Why the Kyocera Case Matters for Tax Teams
The Kyocera AVX Components Corporation R&D court case is one of the most important cautionary tales in recent memory for companies pursuing the R&D tax credit. It showed that even a large, legitimate company with substantial research activity can lose an R&D credit claim if the process behind it does not meet today’s IRS expectations.
In this post, we will break down the key mistakes in the Kyocera case and offer practical steps your tax team can take to create a defensible R&D credit process.
What Went Wrong in Kyocera
Kyocera originally filed a modest R&D credit claim, then filed an amended return increasing the credit to $1.7 million after engaging PwC to perform a multi-year study.
But when the IRS audited the amended claim, several weaknesses became apparent:
- The study relied almost entirely on SME interviews, with no time tracking or contemporaneous project documentation.
- PwC did not retain original survey responses or interview questions.
- The company did not preserve supply or contract research invoices.
- Contemporaneous technical documentation was not produced during discovery.
- Business components were not well defined or substantiated.
- Upper-level management and other high-risk job titles were included without sufficient proof of their qualifying activities.
Ultimately, the court granted summary judgment for the government, and the credit was lost.
How to Avoid These Mistakes
The Kyocera case illustrates several process failures that any company can learn from. Here are six key areas to focus on.
1. Build a Documentation-First Process
One of the core problems in Kyocera was overreliance on SME interviews without supporting documentation. This is no longer sufficient to sustain an R&D credit.
Instead:
- Start by building your process around the documentation your teams already generate in the course of research.
- Collect project artifacts such as design documents, technical drawings, test reports, and iteration records.
- Preserve relevant communications and project tracking data.
SME interviews should be used to complement this documentation, not replace it.
For strategies on improving your documentation process, see Optimizing Your R&D Tax Credit Process Using Today’s Technology.
2. Select and Prepare SMEs Carefully
Not every SME is equally well positioned to contribute to your R&D credit study.
Best practices include:
- Select SMEs who can speak from first-hand knowledge of qualified activities.
- Avoid asking SMEs to represent activities outside their sphere of influence.
- Provide education on what the IRS expects and how to describe activities clearly.
- Encourage SMEs to reference or point to contemporaneous project documentation where possible.
See How to Train SMEs for R&D Tax Documentation for guidance on building a strong SME process.
3. Go Beyond Percentages
In Kyocera, one of the IRS’s core criticisms was that employee time was represented as percentages, with little or no activity-level proof to support those estimates.
So, the IRS wants to see:
- What specific work was performed.
- How that work involved a process of experimentation.
- How it aligns with the four-part test.
Encourage SMEs and project teams to document their qualified activities with as much specificity as possible.
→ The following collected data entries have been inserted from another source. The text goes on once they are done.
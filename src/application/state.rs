//! Application state management for the terminal flashcard app.
//!
//! This module contains the main application state and mode management
//! for the terminal user interface. Every public method is one atomic,
//! synchronous state transition; invalid transitions (navigating past
//! an edge, deleting the sole remaining card, submitting an empty
//! form) are silent no-ops rather than errors.

use crate::domain::{Card, Deck};

/// Represents the current mode of the application.
///
/// The mode determines how user input is interpreted and whether the
/// add-card form is displayed over the deck view.
#[derive(Debug)]
pub enum AppMode {
    /// Browsing the deck - navigation, flip, add and delete available
    Browse,
    /// The add-card form is open and keystrokes edit the drafts
    AddCard,
}

/// Which draft field of the add-card form currently receives input.
#[derive(Debug, Clone, Copy, PartialEq, Eq)]
pub enum DraftField {
    Question,
    Answer,
}

/// Main application state containing the deck and UI state.
///
/// This structure holds all the data needed to render the terminal UI
/// and step through the deck. It is the single owner of the deck and
/// the view state for the lifetime of the screen.
///
/// # Examples
///
/// ```
/// use tcards::application::App;
///
/// let app = App::default();
/// assert_eq!(app.current_index, 0);
/// assert!(!app.flipped);
/// ```
#[derive(Debug)]
pub struct App {
    /// The deck of flashcards
    pub deck: Deck,
    /// Index of the card currently shown (zero-based)
    pub current_index: usize,
    /// Whether the answer face is currently shown
    pub flipped: bool,
    /// Current application mode
    pub mode: AppMode,
    /// In-progress question text for the add-card form
    pub draft_question: String,
    /// In-progress answer text for the add-card form
    pub draft_answer: String,
    /// Draft field that currently receives keystrokes
    pub active_field: DraftField,
    /// Cursor position within the active draft field
    pub cursor_position: usize,
}

impl Default for App {
    fn default() -> Self {
        Self {
            deck: Deck::default(),
            current_index: 0,
            flipped: false,
            mode: AppMode::Browse,
            draft_question: String::new(),
            draft_answer: String::new(),
            active_field: DraftField::Question,
            cursor_position: 0,
        }
    }
}

impl App {
    /// Creates an app over a specific deck, starting at the first card
    /// with the question face up.
    pub fn with_deck(deck: Deck) -> Self {
        Self {
            deck,
            ..Self::default()
        }
    }

    /// The card currently shown, or `None` for an empty deck.
    pub fn current_card(&self) -> Option<&Card> {
        self.deck.get(self.current_index)
    }

    /// Whether the add-card form is open.
    pub fn is_adding(&self) -> bool {
        matches!(self.mode, AppMode::AddCard)
    }

    /// Advances to the next card and shows its question face.
    ///
    /// No-op at the last card: the index stays put and the current
    /// flip state is left alone.
    pub fn next_card(&mut self) {
        if self.current_index + 1 < self.deck.len() {
            self.current_index += 1;
            self.flipped = false;
        }
    }

    /// Steps back to the previous card and shows its question face.
    ///
    /// No-op at the first card.
    pub fn previous_card(&mut self) {
        if self.current_index > 0 {
            self.current_index -= 1;
            self.flipped = false;
        }
    }

    /// Toggles between the question and answer face of the current
    /// card. Always succeeds.
    pub fn flip_card(&mut self) {
        self.flipped = !self.flipped;
    }

    /// Opens the add-card form with empty focus state.
    ///
    /// The drafts keep whatever text they already hold; they are only
    /// cleared when the form closes.
    pub fn open_add_form(&mut self) {
        self.mode = AppMode::AddCard;
        self.active_field = DraftField::Question;
        self.cursor_position = self.draft_question.len();
    }

    /// Closes the add-card form and clears both drafts.
    ///
    /// Used by cancel and by a successful submit; both paths leave the
    /// form empty for the next time it opens.
    pub fn close_add_form(&mut self) {
        self.mode = AppMode::Browse;
        self.draft_question.clear();
        self.draft_answer.clear();
        self.active_field = DraftField::Question;
        self.cursor_position = 0;
    }

    /// Replaces the question draft verbatim. No validation happens
    /// until submit.
    pub fn set_draft_question(&mut self, text: impl Into<String>) {
        self.draft_question = text.into();
        if self.active_field == DraftField::Question {
            self.cursor_position = self.draft_question.len();
        }
    }

    /// Replaces the answer draft verbatim. No validation happens
    /// until submit.
    pub fn set_draft_answer(&mut self, text: impl Into<String>) {
        self.draft_answer = text.into();
        if self.active_field == DraftField::Answer {
            self.cursor_position = self.draft_answer.len();
        }
    }

    /// Moves input focus to the other draft field, placing the cursor
    /// at the end of that field's text.
    pub fn switch_draft_field(&mut self) {
        self.active_field = match self.active_field {
            DraftField::Question => DraftField::Answer,
            DraftField::Answer => DraftField::Question,
        };
        self.cursor_position = self.active_draft().len();
    }

    /// The text of the draft field that currently has focus.
    pub fn active_draft(&self) -> &str {
        match self.active_field {
            DraftField::Question => &self.draft_question,
            DraftField::Answer => &self.draft_answer,
        }
    }

    /// Mutable access to the focused draft, for in-field editing.
    pub fn active_draft_mut(&mut self) -> &mut String {
        match self.active_field {
            DraftField::Question => &mut self.draft_question,
            DraftField::Answer => &mut self.draft_answer,
        }
    }

    /// Validates the drafts and appends a new card to the deck.
    ///
    /// If either draft is empty after trimming whitespace, nothing
    /// happens: the form stays open and the drafts keep the text as
    /// typed. Otherwise a card with the next id and the raw untrimmed
    /// draft text is appended to the end of the deck, the drafts are
    /// cleared and the form closes. The current card and flip state
    /// are untouched; the new card is not auto-selected.
    pub fn submit_add_card(&mut self) {
        if self.draft_question.trim().is_empty() || self.draft_answer.trim().is_empty() {
            return;
        }

        let question = std::mem::take(&mut self.draft_question);
        let answer = std::mem::take(&mut self.draft_answer);
        self.deck.add_card(question, answer);
        self.close_add_form();
    }

    /// Removes the card currently shown.
    ///
    /// No-op when only one card remains; the deck never shrinks to
    /// zero. On success the index stays put so the next card slides
    /// into view, except when the last card was removed, in which case
    /// the index clamps to the new last card. The question face is
    /// shown after every successful deletion.
    pub fn delete_current_card(&mut self) {
        if self.deck.len() <= 1 {
            return;
        }

        if self.deck.remove_card(self.current_index).is_some() {
            if self.current_index >= self.deck.len() {
                self.current_index = self.deck.len() - 1;
            }
            self.flipped = false;
        }
    }
}
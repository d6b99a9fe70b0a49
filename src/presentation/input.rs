use crate::application::{App, AppMode};
use crossterm::event::{KeyCode, KeyModifiers};

pub struct InputHandler;

impl InputHandler {
    pub fn handle_key_event(app: &mut App, key: KeyCode, _modifiers: KeyModifiers) {
        match app.mode {
            AppMode::Browse => Self::handle_browse_mode(app, key),
            AppMode::AddCard => Self::handle_add_card_mode(app, key),
        }
    }

    fn handle_browse_mode(app: &mut App, key: KeyCode) {
        match key {
            KeyCode::Left | KeyCode::Char('h') => {
                app.previous_card();
            }
            KeyCode::Right | KeyCode::Char('l') => {
                app.next_card();
            }
            KeyCode::Char(' ') | KeyCode::Enter | KeyCode::Char('f') => {
                app.flip_card();
            }
            KeyCode::Char('a') => {
                app.open_add_form();
            }
            KeyCode::Char('d') | KeyCode::Delete => {
                app.delete_current_card();
            }
            KeyCode::Char('q') => {
                // Will be handled by main loop
            }
            _ => {}
        }
    }

    fn handle_add_card_mode(app: &mut App, key: KeyCode) {
        match key {
            KeyCode::Enter => {
                app.submit_add_card();
            }
            KeyCode::Esc => {
                app.close_add_form();
            }
            KeyCode::Tab | KeyCode::BackTab | KeyCode::Down | KeyCode::Up => {
                app.switch_draft_field();
            }
            KeyCode::Backspace => {
                if app.cursor_position > 0 {
                    let position = prev_char_boundary(app.active_draft(), app.cursor_position);
                    app.active_draft_mut().remove(position);
                    app.cursor_position = position;
                }
            }
            KeyCode::Delete => {
                if app.cursor_position < app.active_draft().len() {
                    let position = app.cursor_position;
                    app.active_draft_mut().remove(position);
                }
            }
            KeyCode::Left => {
                if app.cursor_position > 0 {
                    app.cursor_position = prev_char_boundary(app.active_draft(), app.cursor_position);
                }
            }
            KeyCode::Right => {
                if app.cursor_position < app.active_draft().len() {
                    app.cursor_position = next_char_boundary(app.active_draft(), app.cursor_position);
                }
            }
            KeyCode::Home => {
                app.cursor_position = 0;
            }
            KeyCode::End => {
                app.cursor_position = app.active_draft().len();
            }
            KeyCode::Char(c) => {
                let position = app.cursor_position;
                app.active_draft_mut().insert(position, c);
                app.cursor_position += c.len_utf8();
            }
            _ => {}
        }
    }
}

/// Start of the character preceding `position`. The cursor always
/// sits on a char boundary, so stepping back one full character keeps
/// `String::insert`/`remove` safe for multi-byte text.
fn prev_char_boundary(text: &str, position: usize) -> usize {
    text[..position]
        .chars()
        .next_back()
        .map(|c| position - c.len_utf8())
        .unwrap_or(0)
}

/// End of the character starting at `position`.
fn next_char_boundary(text: &str, position: usize) -> usize {
    text[position..]
        .chars()
        .next()
        .map(|c| position + c.len_utf8())
        .unwrap_or(position)
}

#[cfg(test)]
mod tests {
    use super::*;
    use crate::application::{App, AppMode, DraftField};

    fn press(app: &mut App, key: KeyCode) {
        InputHandler::handle_key_event(app, key, KeyModifiers::NONE);
    }

    #[test]
    fn test_navigation_key_bindings() {
        let mut app = App::default();

        press(&mut app, KeyCode::Right);
        assert_eq!(app.current_index, 1);

        press(&mut app, KeyCode::Char('l'));
        assert_eq!(app.current_index, 2);

        press(&mut app, KeyCode::Left);
        assert_eq!(app.current_index, 1);

        press(&mut app, KeyCode::Char('h'));
        assert_eq!(app.current_index, 0);
    }

    #[test]
    fn test_flip_key_bindings() {
        let mut app = App::default();

        press(&mut app, KeyCode::Char(' '));
        assert!(app.flipped);

        press(&mut app, KeyCode::Char('f'));
        assert!(!app.flipped);

        press(&mut app, KeyCode::Enter);
        assert!(app.flipped);
    }

    #[test]
    fn test_add_form_key_binding() {
        let mut app = App::default();

        press(&mut app, KeyCode::Char('a'));

        assert!(matches!(app.mode, AppMode::AddCard));
        assert_eq!(app.active_field, DraftField::Question);
    }

    #[test]
    fn test_delete_key_binding() {
        let mut app = App::default();

        press(&mut app, KeyCode::Char('d'));
        assert_eq!(app.deck.len(), 4);

        press(&mut app, KeyCode::Delete);
        assert_eq!(app.deck.len(), 3);
    }

    #[test]
    fn test_quit_key_leaves_state_alone() {
        let mut app = App::default();

        press(&mut app, KeyCode::Char('q'));

        assert!(matches!(app.mode, AppMode::Browse));
        assert_eq!(app.current_index, 0);
        assert_eq!(app.deck.len(), 5);
    }

    #[test]
    fn test_typing_into_drafts() {
        let mut app = App::default();
        press(&mut app, KeyCode::Char('a'));

        for c in "Hi?".chars() {
            press(&mut app, KeyCode::Char(c));
        }
        assert_eq!(app.draft_question, "Hi?");

        press(&mut app, KeyCode::Tab);
        assert_eq!(app.active_field, DraftField::Answer);

        for c in "Yes".chars() {
            press(&mut app, KeyCode::Char(c));
        }
        assert_eq!(app.draft_answer, "Yes");
    }

    #[test]
    fn test_draft_editing_keys() {
        let mut app = App::default();
        press(&mut app, KeyCode::Char('a'));
        for c in "abcd".chars() {
            press(&mut app, KeyCode::Char(c));
        }

        press(&mut app, KeyCode::Backspace);
        assert_eq!(app.draft_question, "abc");

        press(&mut app, KeyCode::Home);
        press(&mut app, KeyCode::Delete);
        assert_eq!(app.draft_question, "bc");

        press(&mut app, KeyCode::Right);
        press(&mut app, KeyCode::Char('x'));
        assert_eq!(app.draft_question, "bxc");

        press(&mut app, KeyCode::End);
        press(&mut app, KeyCode::Char('!'));
        assert_eq!(app.draft_question, "bxc!");
    }

    #[test]
    fn test_typing_multibyte_characters() {
        let mut app = App::default();
        press(&mut app, KeyCode::Char('a'));

        for c in "café!".chars() {
            press(&mut app, KeyCode::Char(c));
        }
        assert_eq!(app.draft_question, "café!");
        assert_eq!(app.cursor_position, "café!".len());

        press(&mut app, KeyCode::Backspace);
        press(&mut app, KeyCode::Backspace);
        assert_eq!(app.draft_question, "caf");
    }

    #[test]
    fn test_cursor_editing_with_multibyte_characters() {
        let mut app = App::default();
        press(&mut app, KeyCode::Char('a'));
        for c in "née".chars() {
            press(&mut app, KeyCode::Char(c));
        }

        press(&mut app, KeyCode::Home);
        press(&mut app, KeyCode::Right);
        press(&mut app, KeyCode::Delete); // removes the é
        assert_eq!(app.draft_question, "ne");

        press(&mut app, KeyCode::Char('é'));
        assert_eq!(app.draft_question, "née");

        press(&mut app, KeyCode::Left); // back over the é
        press(&mut app, KeyCode::Backspace); // removes the n
        assert_eq!(app.draft_question, "ée");
        assert_eq!(app.cursor_position, 0);
    }

    #[test]
    fn test_escape_cancels_form_and_clears_drafts() {
        let mut app = App::default();
        press(&mut app, KeyCode::Char('a'));
        press(&mut app, KeyCode::Char('x'));

        press(&mut app, KeyCode::Esc);

        assert!(matches!(app.mode, AppMode::Browse));
        assert!(app.draft_question.is_empty());
    }

    #[test]
    fn test_enter_submits_form() {
        let mut app = App::default();
        press(&mut app, KeyCode::Char('a'));
        press(&mut app, KeyCode::Char('q'));
        press(&mut app, KeyCode::Tab);
        press(&mut app, KeyCode::Char('a'));

        press(&mut app, KeyCode::Enter);

        assert!(matches!(app.mode, AppMode::Browse));
        assert_eq!(app.deck.len(), 6);
    }

    #[test]
    fn test_enter_with_blank_drafts_keeps_form_open() {
        let mut app = App::default();
        press(&mut app, KeyCode::Char('a'));

        press(&mut app, KeyCode::Enter);

        assert!(matches!(app.mode, AppMode::AddCard));
        assert_eq!(app.deck.len(), 5);
    }
}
Project artifacts should support and validate SME input.
4. Preserve All Contemporaneous Technical Documentation
A major weakness in Kyocera was the failure to retain contemporaneous technical documentation, which severely undermined the taxpayer’s ability to defend its claim.
Your company should:
- Establish policies that ensure key technical documentation is preserved for at least the required retention period.
- Coordinate between tax, engineering, and IT teams to identify what systems store this information.
- Avoid unnecessary purging of project records that may be relevant to R&D credit claims.
The IRS is increasingly requesting this type of documentation during exams, and lacking it can be fatal to your credit.
5. Define Business Components Clearly
In Kyocera, broad and loosely defined business components made it difficult to demonstrate how each met the four-part test.
Your process should:
- Define business components at an appropriate level of granularity.
- Show what uncertainty was involved in each component.
- Document the process of experimentation performed for each component.
- Demonstrate that activities contributing to each component meet qualified criteria.
This requires thoughtful collaboration between tax and engineering during the study process.
6. Address High-Risk Job Titles Proactively
Certain job titles and departments are likely to face IRS scrutiny. In particular:
- Upper-level management is typically presumed to be engaged in direct supervision, not research.
- Support functions need clear evidence of how their activities contribute to qualified research.
If time is included in these categories, prepare robust documentation to demonstrate how the individuals performed qualified activities.
Why This Matters Now
The Kyocera case is part of a broader shift in IRS expectations.
Across recent cases and audit trends, the message is clear: The IRS expects documented proof, not just SME recollections.
Which means taxpayers need to demonstrate activity-level detail, link documentation to business components, and preserve project records that support their claims. Companies that continue to rely on legacy study models built around SME interviews and broad estimates are increasingly at risk.
Bottom Line
The lessons of Kyocera are clear. Building a strong R&D credit process requires a thoughtful blend of documentation, SME input, contemporaneous technical documentation, and cross-functional collaboration.
The good news is that improving your process is achievable. Companies that take the time to modernize their approach can significantly reduce risk while ensuring they claim the full value of the credits they are entitled to.